Vendidas em plataformas de e-commerce internacionais, as chupetas para adultos custam entre dez yuans (cerca de R$ 7) e 500 yuans (R$ 380) nos modelos mais sofisticados, alguns personalizados. No Brasil, versões semelhantes já são comercializadas por valores que variam de R$ 5 a R$ 300.

Entre os adeptos, não faltam relatos que associam o hábito a sensações de conforto e segurança emocional, muitas vezes vinculadas à infância. “Quando estou sob pressão no trabalho, sinto uma sensação de segurança que vem da infância”, contou um consumidor chinês ao South China Morning Post

Mas a moda divide opiniões. Nos comentários das redes, há quem sugira alternativas como chicletes ou pirulitos, enquanto outros ironizam o fenômeno com referências a Sigmund Freud, que propôs que a mente é dividida em consciente e inconsciente, sendo este último um reservatório de desejos, memórias e impulsos reprimidos que afetam a vida consciente. 

Especialista fala sobre o que pode estar motivando adultos a usarem chupetas

O GPS|Brasília conversou com um especialista que explica o fenômeno e alerta para possíveis impactos na saúde. Segundo Eduardo Rocha, cientista do comportamento, o uso de chupetas por adultos como forma de aliviar estresse e ansiedade está ligado a um mecanismo de autorregulação emocional que, em alguns casos, remete à infância.

“Esse é um comportamento comum quando o adulto quer se autorregular, especialmente quando não desenvolveu internamente esse mecanismo”, afirma Rocha. Ele explica que, na ausência de estratégias internas, a pessoa busca objetos que proporcionem conforto e estabilidade emocional. “É muito comum em crianças atípicas, como autistas, que usam comportamentos que podem parecer disfuncionais para os outros, mas que são funcionais para elas”.

O especialista observa que o uso de chupetas por adultos pode ser visto como uma forma de regressão emocional, mas não necessariamente negativa. “O cérebro busca na memória momentos em que a pessoa se sentia mais confortável. Muitas vezes, isso remete à fase oral, associada ao acolhimento dos pais. Nesse sentido, é um recurso para lidar com a ausência de uma estratégia interna de regulação”, explica.

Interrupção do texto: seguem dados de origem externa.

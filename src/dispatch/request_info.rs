//! Request classification against the Kubernetes API path layout.
//!
//! Mirrors the apiserver's request-info resolution: `/api/{version}/...` for
//! the core group, `/apis/{group}/{version}/...` for named groups, namespace
//! scoping, subresources, the legacy `/watch/` prefix, and `?watch=true`
//! promotion of list requests. Anything outside the two API prefixes is a
//! non-resource request classified by its lower-cased method.

use http::{Method, Uri};

/// Subresources of `namespaces` that do not start a nested resource path.
const NAMESPACE_SUBRESOURCES: &[&str] = &["status", "finalize"];

/// Verbs addressing whole collections rather than single objects.
const SPECIAL_VERBS_NO_SUBRESOURCES: &[&str] = &["proxy", "watch"];

/// Classification of one inbound request.
#[derive(Debug, Clone, Default, PartialEq, Eq)]
pub struct RequestInfo {
    pub is_resource_request: bool,
    pub verb: String,
    pub api_group: String,
    pub api_version: String,
    pub resource: String,
    pub subresource: String,
    pub namespace: String,
    pub name: String,
    /// Path segments from the resource onward.
    pub parts: Vec<String>,
    pub path: String,
}

impl RequestInfo {
    /// Classify a request by method, path, and query.
    pub fn parse(method: &Method, uri: &Uri) -> Self {
        let path = uri.path().to_string();
        let mut info = Self {
            verb: method.as_str().to_ascii_lowercase(),
            path: path.clone(),
            ..Default::default()
        };

        let segments: Vec<&str> = path.split('/').filter(|s| !s.is_empty()).collect();
        // A resource path is at least /api/{version} or /apis/{group}/{version}.
        let rest: &[&str] = match segments.split_first() {
            Some((&"api", rest)) if !rest.is_empty() => {
                info.api_version = rest[0].to_string();
                &rest[1..]
            }
            Some((&"apis", rest)) if rest.len() >= 2 => {
                info.api_group = rest[0].to_string();
                info.api_version = rest[1].to_string();
                &rest[2..]
            }
            _ => return info,
        };
        if rest.is_empty() {
            // Discovery request for the group/version itself.
            return info;
        }

        info.is_resource_request = true;
        info.verb = match *method {
            Method::GET | Method::HEAD => "get",
            Method::POST => "create",
            Method::PUT => "update",
            Method::PATCH => "patch",
            Method::DELETE => "delete",
            _ => "",
        }
        .to_string();

        let mut current: &[&str] = rest;
        if current[0] == "watch" {
            // Legacy watch prefix: /api/v1/watch/namespaces/ns/pods
            info.verb = "watch".to_string();
            current = &current[1..];
            if current.is_empty() {
                info.is_resource_request = false;
                info.verb = method.as_str().to_ascii_lowercase();
                return info;
            }
        }

        if current[0] == "namespaces" {
            if current.len() > 1 {
                info.namespace = current[1].to_string();
                if current.len() > 2 && !NAMESPACE_SUBRESOURCES.contains(&current[2]) {
                    current = &current[2..];
                }
            }
        }

        info.parts = current.iter().map(|s| s.to_string()).collect();
        if info.parts.len() >= 3 && !SPECIAL_VERBS_NO_SUBRESOURCES.contains(&info.verb.as_str()) {
            info.subresource = info.parts[2].clone();
        }
        if info.parts.len() >= 2 {
            info.name = info.parts[1].clone();
        }
        if !info.parts.is_empty() {
            info.resource = info.parts[0].clone();
        }

        // No object name on a get means the collection was addressed.
        if info.name.is_empty() && info.verb == "get" {
            info.verb = if wants_watch(uri) {
                "watch".to_string()
            } else {
                "list".to_string()
            };
        }
        if info.name.is_empty() && info.verb == "delete" {
            info.verb = "deletecollection".to_string();
        }

        info
    }

    /// Long-running requests hold their admission permit for their full
    /// lifetime and bypass any inactivity handling.
    pub fn is_long_running(&self) -> bool {
        if !self.is_resource_request {
            return false;
        }
        matches!(self.verb.as_str(), "watch" | "proxy")
            || matches!(
                self.subresource.as_str(),
                "attach" | "exec" | "proxy" | "log" | "portforward"
            )
    }
}

fn wants_watch(uri: &Uri) -> bool {
    let Some(query) = uri.query() else {
        return false;
    };
    query.split('&').any(|pair| {
        let mut kv = pair.splitn(2, '=');
        kv.next() == Some("watch")
            && matches!(kv.next(), Some("true") | Some("1") | None | Some(""))
    })
}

Do ponto de vista psicológico, Rocha lembra que o tema já foi abordado na psicanálise por Donald Winnicott, que associava esses objetos à busca por suprir necessidades emocionais na infância. “Se a criança não recebeu conforto de alguém, transferia isso para objetos que ajudavam a manter o equilíbrio emocional. O sistema nervoso está sempre buscando esse estado de equilíbrio”, comenta.

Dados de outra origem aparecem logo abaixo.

impl FlowLimiter {
    fn new(strategy: FlowStrategy) -> Self {
        match strategy {
            FlowStrategy::Exempt => Self::Exempt,
            FlowStrategy::MaxRequestsInflight { max } => Self::MaxInflight(MaxInflight::new(max)),
            FlowStrategy::TokenBucket { qps, burst } => {
                Self::TokenBucket(TokenBucket::new(qps, burst))
            }
        }
    }

    /// Whether `strategy` can be applied to this limiter without replacing it.
    fn same_shape(&self, strategy: FlowStrategy) -> bool {
        matches!(
            (self, strategy),
            (Self::Exempt, FlowStrategy::Exempt)
                | (Self::MaxInflight(_), FlowStrategy::MaxRequestsInflight { .. })
                | (Self::TokenBucket(_), FlowStrategy::TokenBucket { .. })
        )
    }

    /// Adjust parameters in place. Only valid for a same-shape strategy.
    fn resize(&self, strategy: FlowStrategy) {
        match (self, strategy) {
            (Self::Exempt, FlowStrategy::Exempt) => {}
            (Self::MaxInflight(m), FlowStrategy::MaxRequestsInflight { max }) => m.resize(max),
            (Self::TokenBucket(tb), FlowStrategy::TokenBucket { qps, burst }) => {
                tb.resize(qps, burst)
            }
            _ => unreachable!("resize called across limiter shapes"),
        }
    }

    /// Try to admit one request. Non-blocking.
    fn try_admit(self: &Arc<Self>) -> Option<Permit> {
        match &**self {
            Self::Exempt => Some(Permit::unlimited()),
            Self::MaxInflight(m) => {
                if m.try_acquire() {
                    Some(Permit {
                        held: Some(Arc::clone(self)),
                    })
                } else {
                    None
                }
            }
            // Token consumption is instantaneous; nothing to give back.
            Self::TokenBucket(tb) => tb.try_take().then(Permit::unlimited),
        }
    }
}

impl fmt::Display for FlowLimiter {
    fn fmt(&self, f: &mut fmt::Formatter<'_>) -> fmt::Result {
        match self {
            Self::Exempt => write!(f, "exempt"),
            Self::MaxInflight(m) => {
                write!(f, "maxRequestsInflight(max={})", m.max.load(Ordering::Relaxed))
            }
            Self::TokenBucket(tb) => {
                let state = tb.state.lock();
                write!(f, "tokenBucket(qps={}, burst={})", state.qps, state.burst)
            }
        }
    }
}

/// Counting semaphore with lazy shrink: lowering `max` below current usage
/// blocks new admissions until releases bring usage back under the cap.
#[derive(Debug)]
pub struct MaxInflight {
    max: AtomicU32,
    in_flight: AtomicU32,
}

impl MaxInflight {
    fn new(max: u32) -> Self {
        Self {
            max: AtomicU32::new(max),
            in_flight: AtomicU32::new(0),
        }
    }

    fn try_acquire(&self) -> bool {
        let max = self.max.load(Ordering::Relaxed);
        let mut current = self.in_flight.load(Ordering::Relaxed);
        loop {
            if current >= max {
                return false;
            }
            match self.in_flight.compare_exchange_weak(
                current,
                current + 1,
                Ordering::AcqRel,
                Ordering::Relaxed,
            ) {
                Ok(_) => return true,
                Err(observed) => current = observed,
            }
        }
    }

    fn release(&self) {
        self.in_flight.fetch_sub(1, Ordering::AcqRel);
    }

    fn resize(&self, max: u32) {
        self.max.store(max, Ordering::Relaxed);
    }

    pub fn in_flight(&self) -> u32 {
        self.in_flight.load(Ordering::Relaxed)
    }
}

/// Leaky token bucket: tokens accrue at `qps` per second up to `burst`.
#[derive(Debug)]
pub struct TokenBucket {
    state: Mutex<BucketState>,
}

#[derive(Debug)]
struct BucketState {
    qps: f64,
    burst: f64,
    tokens: f64,
    last_refill: Instant,
}

impl BucketState {
    fn refill(&mut self, now: Instant) {
        let elapsed = now.saturating_duration_since(self.last_refill);
        self.tokens = (self.tokens + elapsed.as_secs_f64() * self.qps).min(self.burst);
        self.last_refill = now;
    }
}

impl TokenBucket {
    fn new(qps: f64, burst: u32) -> Self {
        Self {
            state: Mutex::new(BucketState {
                qps,
                burst: f64::from(burst),
                // A fresh bucket starts full.
                tokens: f64::from(burst),
                last_refill: Instant::now(),
            }),
        }
    }

    fn try_take(&self) -> bool {
        let mut state = self.state.lock();
        state.refill(Instant::now());
        if state.tokens >= 1.0 {
            state.tokens -= 1.0;
            true
        } else {
            false
        }
    }

    /// Apply new parameters. Accrued tokens survive except where they exceed
    /// the new burst cap.
    fn resize(&self, qps: f64, burst: u32) {
        let mut state = self.state.lock();
        // Settle accrual at the old rate before switching.
        state.refill(Instant::now());
        state.qps = qps;
        state.burst = f64::from(burst);
        state.tokens = state.tokens.min(state.burst);
    }

    #[cfg(test)]
    fn rewind(&self, by: std::time::Duration) {
        let mut state = self.state.lock();
        state.last_refill -= by;
    }

    #[cfg(test)]
    fn tokens(&self) -> f64 {
        self.state.lock().tokens
    }
}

O comportamento, segundo ele, é comparável a outros hábitos de conforto, como roer unhas, usar cobertores, mascotes ou até dispositivos eletrônicos. “O mecanismo é basicamente o mesmo. Chamamos esses objetos de âncoras, porque são processos condicionados que nos habituamos a usar para chegar a um estado emocional desejado”, explica.

O alerta vem quando o hábito se transforma em dependência. “O sinal vermelho aparece quando a pessoa percebe que não consegue se regular sem o objeto e que isso começa a trazer prejuízos para a saúde ou a vida social. Nesse caso, é preciso intervenção e, muitas vezes, substituir por outras estratégias”, diz Rocha.

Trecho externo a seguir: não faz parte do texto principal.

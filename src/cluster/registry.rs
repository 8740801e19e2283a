//! The SNI-hostname → cluster registry.
//!
//! Looked up on every TLS handshake and every dispatched request; reads are
//! a single sharded-map access. Keys are canonicalized: lower-cased, any
//! `:port` suffix stripped.

use std::sync::Arc;

use dashmap::DashMap;
use rustls::RootCertStore;
use tracing::info;

use super::ClusterInfo;

#[derive(Debug, Default)]
pub struct ClusterRegistry {
    clusters: DashMap<String, Arc<ClusterInfo>>,
}

impl ClusterRegistry {
    pub fn new() -> Self {
        Self::default()
    }

    /// Register (or replace) a cluster under its canonical name.
    pub fn add(&self, cluster: Arc<ClusterInfo>) {
        let key = normalize_host(cluster.name());
        info!(cluster = cluster.name(), key = %key, "registering upstream cluster");
        if let Some(previous) = self.clusters.insert(key, cluster) {
            previous.shutdown();
        }
    }

    /// Remove a cluster and stop its probes.
    pub fn remove(&self, name: &str) -> Option<Arc<ClusterInfo>> {
        let (_, cluster) = self.clusters.remove(&normalize_host(name))?;
        cluster.shutdown();
        Some(cluster)
    }

    /// Case-insensitive, port-agnostic lookup.
    pub fn get(&self, host: &str) -> Option<Arc<ClusterInfo>> {
        self.clusters.get(&normalize_host(host)).map(|e| e.value().clone())
    }

    /// Client CA roots for the cluster serving `host`, for the
    /// authenticator's certificate verification.
    pub fn verify_roots_for(&self, host: &str) -> Option<Arc<RootCertStore>> {
        self.get(host)?.load_client_ca()
    }

    pub fn len(&self) -> usize {
        self.clusters.len()
    }

    pub fn is_empty(&self) -> bool {
        self.clusters.is_empty()
    }

    /// Visit every registered cluster.
    pub fn range(&self, mut f: impl FnMut(&str, &Arc<ClusterInfo>)) {
        for entry in self.clusters.iter() {
            f(entry.key(), entry.value());
        }
    }
}

/// Canonical registry key: lower-case hostname without any port suffix.
/// Handles bracketed IPv6 literals (`[::1]:6443`).
pub fn normalize_host(host: &str) -> String {
    let host = host.trim();
    let stripped = if let Some(rest) = host.strip_prefix('[') {
        // Bracketed IPv6 literal, optionally with a port.
        match rest.split_once(']') {
            Some((addr, _)) => addr,
            None => host,
        }
    } else if host.matches(':').count() > 1 {
        // Unbracketed IPv6 literal has no port to strip.
        host
    } else {
        host.split(':').next().unwrap_or(host)
    };
    stripped.to_ascii_lowercase()
}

Sobre como familiares e amigos podem lidar com o hábito sem julgamento, o especialista reconhece que a questão é delicada. “Existe o preconceito de que o adulto que mantém vínculos emocionais com objetos infantis é infantilizado. É preciso oferecer apoio e sugerir alternativas que não tenham impacto social tão marcante, como sair com uma chupeta na boca”, orienta.

Entre as alternativas saudáveis, Rocha cita práticas como mindfulness, meditação, esportes e atividades físicas regulares. “Atividades como jiu-jitsu, corrida, natação ou até correr no frio ajudam o corpo a se autorregular. Isso treina o organismo para lidar melhor com mudanças e estresses do ambiente”, recomenda.

Embora não exista diagnóstico que associe diretamente o uso de chupeta por adultos a transtornos específicos, Rocha afirma que pessoas neurodiversas podem ter mais propensão a recorrer a objetos para autorregulação. “Pode estar ligado a momentos de pouco recurso emocional para lidar com o estresse, e não a uma condição específica”, diz.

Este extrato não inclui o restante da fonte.